How to complete this task
Give back an exact copy of the lines from the start of the material through the line bearing "own exit status.". Include both ends and nothing else.

Provided information

▼

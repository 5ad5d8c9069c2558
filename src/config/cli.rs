use crate::config::constants::DEFAULT_CONFIG_FILE;
use clap::Parser;

/// Arguments of the `sft-minter` binary. The subcommand itself is matched by
/// the dispatcher so that usage errors keep their own exit status.
#[derive(Debug, Clone, Parser)]
#[command(name = "sft-minter")]
#[command(about = "Issue, configure and mint SFT collections through the SFT minter contract")]
#[command(version, disable_help_flag = true)]
pub struct CliArgs {
    /// issue-collection-token | set-roles | create | --help
    #[arg(allow_hyphen_values = true)]
    pub command: Option<String>,

    /// Anything after the subcommand is ignored.
    #[arg(trailing_var_arg = true, allow_hyphen_values = true, hide = true)]
    pub extra: Vec<String>,

    #[arg(long, default_value = DEFAULT_CONFIG_FILE, help = "Path to the TOML config file")]
    pub config: String,

    #[arg(long, help = "Enable verbose output")]
    pub verbose: bool,

    #[arg(long, help = "Emit logs as JSON")]
    pub log_json: bool,
}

▲

Answer area
repository 5ad5d8c9069c2558
filename src/config/cli.rs
use crate::config::constants::DEFAULT_CONFIG_FILE;
use clap::Parser;

/// Arguments of the `sft-minter` binary. The subcommand itself is matched by
/// the dispatcher so that usage errors keep their own exit status.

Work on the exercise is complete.